TASK DESCRIPTION: Scan each line of the records for the word "statuses" and extract the ones that have it.

##### EXERCISE DATA #####

use std::collections::HashSet;

use anyhow::Result;
use chrono::{Duration, Utc};
use dotenvy::dotenv;
use fake::faker::company::en::CompanyName;
use fake::faker::lorem::en::{Sentence, Words};
use fake::faker::name::raw::Name;
use fake::locales::EN;
use fake::Fake;
use mongodb::{
    bson::{self, oid::ObjectId},
    options::ClientOptions,
    Client, Collection,
};
use rand::{seq::SliceRandom, Rng};
use serde::{Deserialize, Serialize};

#[derive(Debug, Serialize, Deserialize, Clone)]
struct BookDoc {
    #[serde(rename = "_id", skip_serializing_if = "Option::is_none")]
    id: Option<ObjectId>,
    title: String,
    author: String,
    cover_url: Option<String>,
    genre: Option<String>,
    description: Option<String>,
    publisher: Option<String>,
    pages: Option<i32>,
    created_at: bson::DateTime,
}

#[derive(Debug, Serialize, Deserialize, Clone)]
struct ReviewDoc {
    #[serde(rename = "_id", skip_serializing_if = "Option::is_none")]
    id: Option<ObjectId>,
    book_id: ObjectId,
    rating: i32,
    text: String,
    status: String,
    created_at: bson::DateTime,
}

#[derive(Debug, Serialize, Deserialize, Clone)]
struct BookmarkDoc {
    #[serde(rename = "_id", skip_serializing_if = "Option::is_none")]
    id: Option<ObjectId>,
    book_id: ObjectId,
    user_id: ObjectId,
    created_at: bson::DateTime,
}

#[tokio::main]
async fn main() -> Result<()> {
    dotenv().ok();

    let uri = std::env::var("MONGO_URI").expect("MONGO_URI not set");
    let db_name = std::env::var("DB_NAME").unwrap_or_else(|_| "booknook_dev".into());

    let mut client_opts = ClientOptions::parse(&uri).await?;
    client_opts.app_name = Some("booknook-seeder".into());
    let client = Client::with_options(client_opts)?;
    let db = client.database(&db_name);

    let books: Collection<BookDoc> = db.collection("books");
    let reviews: Collection<ReviewDoc> = db.collection("reviews");
    let bookmarks: Collection<BookmarkDoc> = db.collection("bookmarks");

    let genres = [
        "Fantasy", "Sci-Fi", "Romance", "Mystery", "History", "Poetry", "Self-help",
    ];
    let statuses = ["approved", "approved", "approved", "pending", "rejected"];

    let mut rng = rand::thread_rng();
    let now = Utc::now();

    // ---- Books: 40 titles spread over the last 120 days ----
    let mut uniques = HashSet::<String>::new();
    let mut book_docs: Vec<BookDoc> = Vec::new();

    while book_docs.len() < 40 {
        let words: Vec<String> = Words(2..5).fake();
        let title = words
            .iter()
            .map(|w| {
                let mut c = w.chars();
                match c.next() {
                    Some(f) => f.to_uppercase().collect::<String>() + c.as_str(),
                    None => String::new(),
                }
            })
            .collect::<Vec<_>>()
            .join(" ");

        if !uniques.insert(title.clone()) {
            continue; // avoid exact duplicates
        }

        let author: String = Name(EN).fake();
        let description: String = Sentence(8..20).fake();
        let publisher: String = CompanyName().fake();

        // mezcla de portadas externas, locales y faltantes
        let cover_url = match rng.gen_range(0..4) {
            0 => Some(format!("https://picsum.photos/seed/{}/400/600", book_docs.len())),
            1 => None,
            _ => Some(format!("/static/uploads/seed_{}.jpg", book_docs.len())),
        };

        let age_days = rng.gen_range(0..120);
        let created = now - Duration::days(age_days) - Duration::minutes(rng.gen_range(0..1440));

        book_docs.push(BookDoc {
            id: Some(ObjectId::new()),
            title,
            author,
            cover_url,
            genre: if rng.gen_range(0..5) == 0 {
                None
            } else {
                Some(genres.choose(&mut rng).unwrap().to_string())
            },
            description: Some(description),
            publisher: Some(publisher),
            pages: Some(rng.gen_range(80..900)),
            created_at: bson::DateTime::from_chrono(created),
        });
    }

    books.insert_many(&book_docs).await?;
    println!("Inserted {} books", book_docs.len());

    // ---- Reviews: 0..12 per book, timestamps within the last 40 days ----
    let mut review_docs: Vec<ReviewDoc> = Vec::new();
    for book in &book_docs {
        for _ in 0..rng.gen_range(0..12) {
            let text: String = Sentence(6..18).fake();
            let created = now - Duration::days(rng.gen_range(0..40)) - Duration::minutes(rng.gen_range(0..1440));
            review_docs.push(ReviewDoc {
                id: None,
                book_id: book.id.unwrap(),
                rating: rng.gen_range(1..=5),
                text,
                status: statuses.choose(&mut rng).unwrap().to_string(),
                created_at: bson::DateTime::from_chrono(created),
            });
        }
    }
    if !review_docs.is_empty() {
        reviews.insert_many(&review_docs).await?;
    }
    println!("Inserted {} reviews", review_docs.len());

    // ---- Bookmarks: 0..20 per book, within the last 60 days ----
    let mut bookmark_docs: Vec<BookmarkDoc> = Vec::new();
    for book in &book_docs {
        for _ in 0..rng.gen_range(0..20) {
            let created = now - Duration::days(rng.gen_range(0..60)) - Duration::minutes(rng.gen_range(0..1440));
            bookmark_docs.push(BookmarkDoc {
                id: None,
                book_id: book.id.unwrap(),
                user_id: ObjectId::new(),
                created_at: bson::DateTime::from_chrono(created),
            });
        }
    }
    if !bookmark_docs.is_empty() {
        bookmarks.insert_many(&bookmark_docs).await?;
    }
    println!("Inserted {} bookmarks", bookmark_docs.len());

    Ok(())
}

#####

OUTPUT OF THE EXERCISE:
    let statuses = ["approved", "approved", "approved", "pending", "rejected"];
                status: statuses.choose(&mut rng).unwrap().to_string(),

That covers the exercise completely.